Everyone LOVED the book — we admitted that it starts off perhaps a teeny bit slow for some and the seasickness wasn’t all that pleasant to read, but once you are past that, it is one amazing read. First of all, the characters: we loved Ghosh, and Matron. We talked about Ghosh’s medical instruction — the use of the senses in medicine; we loved Matron’s closets filled with Bibles, labeled as operating theaters and dedicated to a benefactor. We read our favorite quotes, talked about the political climate, and praised the way in which Verghese captured the frailty of life as well as the strength of the spirit.
Favorite Quotes:
God will judge us, Mr. Harris, by what we did to relieve the suffering of our fellow human beings. I don’t think God cares what doctrine we embrace.
The world turns on our every action, and our every omission, whether we know it or not.
Tell us please, what treatment in an emergency is administered by ear?”….I met his gaze and I did not blink. “Words of comfort,” I said to my father.
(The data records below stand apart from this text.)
//! Command-line arguments, the optional YAML file, and how they combine
//! into a [`TunnelConfig`]. Flags always win over the file.

use crate::discovery;
use anyhow::{bail, Context, Result};
use clap::{Parser, ValueEnum};
use rqtunnel_server::{ReconnectConfig, TunnelConfig, TunnelMode};
use serde::Deserialize;
use std::fs;
use std::path::{Path, PathBuf};
use std::time::Duration;

#[derive(Debug, Clone, Copy, PartialEq, Eq, ValueEnum, Deserialize)]
#[serde(rename_all = "lowercase")]
pub enum Mode {
    /// Public side: accepts agent links and users
    Server,
    /// Private side: dials the server and the local service
    Agent,
}

impl From<Mode> for TunnelMode {
    fn from(mode: Mode) -> Self {
        match mode {
            Mode::Server => TunnelMode::Server,
            Mode::Agent => TunnelMode::Agent,
        }
    }
}

#[derive(Debug, Clone, Copy, Default, PartialEq, Eq, ValueEnum)]
pub enum LogTarget {
    Stdout,
    #[default]
    Stderr,
}

/// rqtunnel - expose a private TCP service through a public relay
#[derive(Parser, Debug)]
#[command(name = "rqtunnel")]
#[command(about = "Expose a private TCP service through a public relay")]
#[command(version = env!("GIT_TAG"))]
#[command(long_version = concat!(env!("GIT_TAG"), "\nCommit: ", env!("GIT_HASH"), "\nBuilt: ", env!("BUILD_TIME")))]
#[command(long_about = r#"
rqtunnel runs on both sides of a reverse tunnel. The agent, next to a
private service, dials out to the server; the server hands every user
connection it accepts to one of those agent links.

EXAMPLES:
  # Public host: agents connect on :8000, users on :9000
  rqtunnel --mode server --tunnel-addr :8000 --service-addr :9000 --secret s3cret

  # Private host: forward tunnel links to the local SSH daemon
  rqtunnel --mode agent --tunnel-addr relay.example.com:8000 \
    --service-addr 127.0.0.1:22 --secret s3cret

  # Server with a discovery endpoint and agent liveness checks
  rqtunnel --mode server --tunnel-addr :8000 --service-addr :9000 \
    --control-addr :8001 --discovery-addr 0.0.0.0:8080 --secret s3cret

  # Load settings from a file
  rqtunnel --config tunnel.yaml

ENVIRONMENT VARIABLES:
  RQTUNNEL_MODE          server or agent
  RQTUNNEL_TUNNEL_ADDR   Agent-link listen address / server address
  RQTUNNEL_SERVICE_ADDR  User listen address / local service address
  RQTUNNEL_CIPHER        Tunnel cipher (rc4, none)
  RQTUNNEL_SECRET        Shared secret
"#)]
pub struct Args {
    /// Which side of the tunnel to run
    #[arg(long, value_enum, env = "RQTUNNEL_MODE")]
    pub mode: Option<Mode>,

    /// Server: where agents connect. Agent: the server to dial.
    #[arg(long, env = "RQTUNNEL_TUNNEL_ADDR")]
    pub tunnel_addr: Option<String>,

    /// Server: where users connect. Agent: the private service to dial.
    #[arg(long, env = "RQTUNNEL_SERVICE_ADDR")]
    pub service_addr: Option<String>,

    /// Cipher applied to tunnel links (rc4, none) [default: rc4]
    #[arg(long, env = "RQTUNNEL_CIPHER")]
    pub cipher: Option<String>,

    /// Shared secret both sides derive the cipher key from
    #[arg(long, env = "RQTUNNEL_SECRET", hide_env_values = true)]
    pub secret: Option<String>,

    /// Maximum pending links and concurrent relays [default: 4096]
    #[arg(long, env = "RQTUNNEL_CAPACITY")]
    pub capacity: Option<usize>,

    /// Size of each relay buffer in bytes
    #[arg(long)]
    pub buffer_size: Option<usize>,

    /// Agent: links kept dialed toward the server [default: 1]
    #[arg(long, env = "RQTUNNEL_LINKS")]
    pub links: Option<usize>,

    /// Tunnel name registered for discovery
    #[arg(long, env = "RQTUNNEL_NAME")]
    pub name: Option<String>,

    /// Server: control channel listen address. Agent: control address to dial.
    #[arg(long, env = "RQTUNNEL_CONTROL_ADDR")]
    pub control_addr: Option<String>,

    /// Seconds between agent heartbeats [default: 5]
    #[arg(long)]
    pub heartbeat_secs: Option<u64>,

    /// Agent: first reconnect delay in milliseconds [default: 1000]
    #[arg(long)]
    pub reconnect_initial_ms: Option<u64>,

    /// Agent: longest reconnect delay in seconds [default: 60]
    #[arg(long)]
    pub reconnect_max_secs: Option<u64>,

    /// Seconds to let active sessions finish on shutdown [default: 10]
    #[arg(long)]
    pub shutdown_grace: Option<u64>,

    /// Server: serve the tunnel list over HTTP on this address
    #[arg(long, env = "RQTUNNEL_DISCOVERY_ADDR")]
    pub discovery_addr: Option<String>,

    /// Path of the discovery endpoint [default: /listItem]
    #[arg(long)]
    pub discovery_path: Option<String>,

    /// Configuration file (YAML)
    #[arg(long, short = 'c')]
    pub config: Option<PathBuf>,

    /// Enable verbose logging
    #[arg(short, long)]
    pub verbose: bool,

    /// Where log lines go
    #[arg(long, value_enum, default_value_t = LogTarget::Stderr)]
    pub log_to: LogTarget,
}

/// Configuration file format
#[derive(Debug, Default, Deserialize)]
#[serde(default)]
pub struct ConfigFile {
    pub mode: Option<Mode>,
    pub tunnel_addr: Option<String>,
    pub service_addr: Option<String>,
    pub cipher: Option<String>,
    pub secret: Option<String>,
    /// Name of an environment variable holding the secret
    pub secret_env: Option<String>,
    pub capacity: Option<usize>,
    pub buffer_size: Option<usize>,
    pub links: Option<usize>,
    pub name: Option<String>,
    pub control_addr: Option<String>,
    pub heartbeat_secs: Option<u64>,
    pub shutdown_grace: Option<u64>,
    pub reconnect: ReconnectFile,
    pub discovery: DiscoveryFile,
}

#[derive(Debug, Default, Deserialize)]
#[serde(default)]
pub struct ReconnectFile {
    pub initial_ms: Option<u64>,
    pub max_secs: Option<u64>,
}

#[derive(Debug, Default, Deserialize)]
#[serde(default)]
pub struct DiscoveryFile {
    pub addr: Option<String>,
    pub path: Option<String>,
}

/// Where and how to serve discovery
#[derive(Debug, Clone, PartialEq, Eq)]
pub struct DiscoverySettings {
    pub addr: String,
    pub path: String,
}

/// Everything the binary needs after merging flags and file
#[derive(Debug)]
pub struct Settings {
    pub tunnel: TunnelConfig,
    pub discovery: Option<DiscoverySettings>,
}

/// Load configuration from YAML file
pub fn load_config_file(path: &Path) -> Result<ConfigFile> {
    let contents = fs::read_to_string(path)
        .with_context(|| format!("Failed to read config file: {}", path.display()))?;

    let config: ConfigFile = serde_yaml::from_str(&contents)
        .with_context(|| format!("Failed to parse config file: {}", path.display()))?;

    Ok(config)
}

impl Settings {
    /// Merge CLI args with config file, giving precedence to CLI args
    pub fn merge(args: &Args, file: ConfigFile) -> Result<Self> {
        let mode = args
            .mode
            .or(file.mode)
            .context("No mode given (use --mode server|agent)")?;
        let tunnel_addr = args
            .tunnel_addr
            .clone()
            .or(file.tunnel_addr)
            .context("No tunnel address given (use --tunnel-addr)")?;
        let service_addr = args
            .service_addr
            .clone()
            .or(file.service_addr)
            .context("No service address given (use --service-addr)")?;

        let mut tunnel = match mode {
            Mode::Server => TunnelConfig::server(tunnel_addr, service_addr),
            Mode::Agent => TunnelConfig::agent(tunnel_addr, service_addr),
        };

        let secret = match (&args.secret, file.secret, &file.secret_env) {
            (Some(secret), _, _) => secret.clone(),
            (None, Some(secret), _) => secret,
            (None, None, Some(var)) => std::env::var(var)
                .with_context(|| format!("Secret variable {} is not set", var))?,
            (None, None, None) => String::new(),
        };
        let cipher = args
            .cipher
            .clone()
            .or(file.cipher)
            .unwrap_or_else(|| tunnel.cipher_method.clone());
        tunnel = tunnel.with_cipher(cipher, secret);

        if let Some(capacity) = args.capacity.or(file.capacity) {
            tunnel = tunnel.with_capacity(capacity);
        }
        if let Some(size) = args.buffer_size.or(file.buffer_size) {
            tunnel = tunnel.with_buffer_size(size);
        }
        if let Some(links) = args.links.or(file.links) {
            tunnel = tunnel.with_links(links);
        }
        if let Some(name) = args.name.clone().or(file.name) {
            tunnel = tunnel.with_tunnel_name(name);
        }
        if let Some(addr) = args.control_addr.clone().or(file.control_addr) {
            tunnel = tunnel.with_control_addr(addr);
        }
        if let Some(secs) = args.heartbeat_secs.or(file.heartbeat_secs) {
            tunnel = tunnel.with_heartbeat(Duration::from_secs(secs));
        }
        if let Some(secs) = args.shutdown_grace.or(file.shutdown_grace) {
            tunnel = tunnel.with_shutdown_grace(Duration::from_secs(secs));
        }

        let defaults = ReconnectConfig::default();
        let initial = args
            .reconnect_initial_ms
            .or(file.reconnect.initial_ms)
            .map(Duration::from_millis)
            .unwrap_or(defaults.initial_backoff);
        let max = args
            .reconnect_max_secs
            .or(file.reconnect.max_secs)
            .map(Duration::from_secs)
            .unwrap_or(defaults.max_backoff);
        if max < initial {
            bail!(
                "Reconnect delay cap ({:?}) is below the initial delay ({:?})",
                max,
                initial
            );
        }
        tunnel = tunnel.with_backoff(ReconnectConfig {
            initial_backoff: initial,
            max_backoff: max,
            multiplier: defaults.multiplier,
        });

        let discovery = args
            .discovery_addr
            .clone()
            .or(file.discovery.addr)
            .map(|addr| {
                let path = args
                    .discovery_path
                    .clone()
                    .or(file.discovery.path)
                    .unwrap_or_else(|| discovery::DEFAULT_PATH.to_string());
                DiscoverySettings {
                    addr,
                    path: normalize_path(&path),
                }
            });

        Ok(Self { tunnel, discovery })
    }
}

fn normalize_path(path: &str) -> String {
    if path.starts_with('/') {
        path.to_string()
    } else {
        format!("/{}", path)
    }
}

#[cfg(test)]
mod tests {
    use super::*;

    fn parse(args: &[&str]) -> Args {
        Args::try_parse_from(std::iter::once("rqtunnel").chain(args.iter().copied())).unwrap()
    }

    #[test]
    fn test_server_from_flags() {
        let args = parse(&[
            "--mode",
            "server",
            "--tunnel-addr",
            ":8000",
            "--service-addr",
            ":9000",
            "--secret",
            "s3cret",
        ]);
        let settings = Settings::merge(&args, ConfigFile::default()).unwrap();

        let tunnel = &settings.tunnel;
        assert_eq!(tunnel.mode, TunnelMode::Server);
        assert_eq!(tunnel.tunnel_addr, ":8000");
        assert_eq!(tunnel.service_addr, ":9000");
        assert_eq!(tunnel.cipher_method, "rc4");
        assert_eq!(tunnel.secret, "s3cret");
        assert_eq!(tunnel.capacity, 4096);
        assert!(settings.discovery.is_none());
        assert!(tunnel.validate().is_ok());
    }

    #[test]
    fn test_missing_mode_is_an_error() {
        let args = parse(&["--tunnel-addr", ":8000", "--service-addr", ":9000"]);
        let err = Settings::merge(&args, ConfigFile::default()).unwrap_err();
        assert!(err.to_string().contains("--mode"));
    }

    #[test]
    fn test_file_values_are_used() {
        let yaml = r#"
mode: agent
tunnel_addr: relay.example.com:8000
service_addr: 127.0.0.1:22
cipher: none
links: 4
name: ssh
reconnect:
  initial_ms: 250
  max_secs: 5
"#;
        let file: ConfigFile = serde_yaml::from_str(yaml).unwrap();
        let settings = Settings::merge(&parse(&[]), file).unwrap();

        let tunnel = &settings.tunnel;
        assert_eq!(tunnel.mode, TunnelMode::Agent);
        assert_eq!(tunnel.cipher_method, "none");
        assert_eq!(tunnel.links, 4);
        assert_eq!(tunnel.tunnel_name.as_deref(), Some("ssh"));
        assert_eq!(tunnel.reconnect.initial_backoff, Duration::from_millis(250));
        assert_eq!(tunnel.reconnect.max_backoff, Duration::from_secs(5));
    }

    #[test]
    fn test_flags_override_file() {
        let yaml = r#"
mode: agent
tunnel_addr: relay.example.com:8000
service_addr: 127.0.0.1:22
secret: from-file
capacity: 10
"#;
        let file: ConfigFile = serde_yaml::from_str(yaml).unwrap();
        let args = parse(&[
            "--service-addr",
            "127.0.0.1:2222",
            "--secret",
            "from-flag",
            "--capacity",
            "20",
        ]);
        let settings = Settings::merge(&args, file).unwrap();

        assert_eq!(settings.tunnel.service_addr, "127.0.0.1:2222");
        assert_eq!(settings.tunnel.secret, "from-flag");
        assert_eq!(settings.tunnel.capacity, 20);
    }

    #[test]
    fn test_discovery_settings() {
        let args = parse(&[
            "--mode",
            "server",
            "--tunnel-addr",
            ":8000",
            "--service-addr",
            ":9000",
            "--discovery-addr",
            "127.0.0.1:8080",
        ]);
        let settings = Settings::merge(&args, ConfigFile::default()).unwrap();
        assert_eq!(
            settings.discovery,
            Some(DiscoverySettings {
                addr: "127.0.0.1:8080".to_string(),
                path: "/listItem".to_string(),
            })
        );

        let file: ConfigFile = serde_yaml::from_str("discovery:\n  path: tunnels\n").unwrap();
        let settings = Settings::merge(&args, file).unwrap();
        assert_eq!(settings.discovery.unwrap().path, "/tunnels");
    }

    #[test]
    fn test_reconnect_cap_below_initial() {
        let args = parse(&[
            "--mode",
            "agent",
            "--tunnel-addr",
            "relay:8000",
            "--service-addr",
            ":22",
            "--reconnect-initial-ms",
            "5000",
            "--reconnect-max-secs",
            "1",
        ]);
        assert!(Settings::merge(&args, ConfigFile::default()).is_err());
    }

    #[test]
    fn test_oversized_heartbeat_is_reported_not_panicked() {
        let max = u64::MAX.to_string();
        let max = max.as_str();
        let args = parse(&[
            "--mode",
            "server",
            "--tunnel-addr",
            ":8000",
            "--service-addr",
            ":9000",
            "--cipher",
            "none",
            "--heartbeat-secs",
            max,
            "--shutdown-grace",
            max,
        ]);
        let settings = Settings::merge(&args, ConfigFile::default()).unwrap();
        assert!(settings.tunnel.validate().is_err());
    }

    #[test]
    fn test_unknown_mode_is_rejected_by_clap() {
        let result = Args::try_parse_from(["rqtunnel", "--mode", "relay"]);
        assert!(result.is_err());
    }
}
There is a point when grief exceeds the human capacity to emote, and as a result one is strangely composed-
According to Shiva, life is in the end about fixing holes. Shiva didn’t speak in metaphors. fixing holes is precisely what he did. Still, it’s an apt metaphor for our profession. But there’s another kind of hole, and that is the wound that divides family. Sometimes this wound occurs at the moment of birth, sometimes it happens later. We are all fixing what is broken. It is the task of a lifetime. We’ll leave much unfinished for the next generation.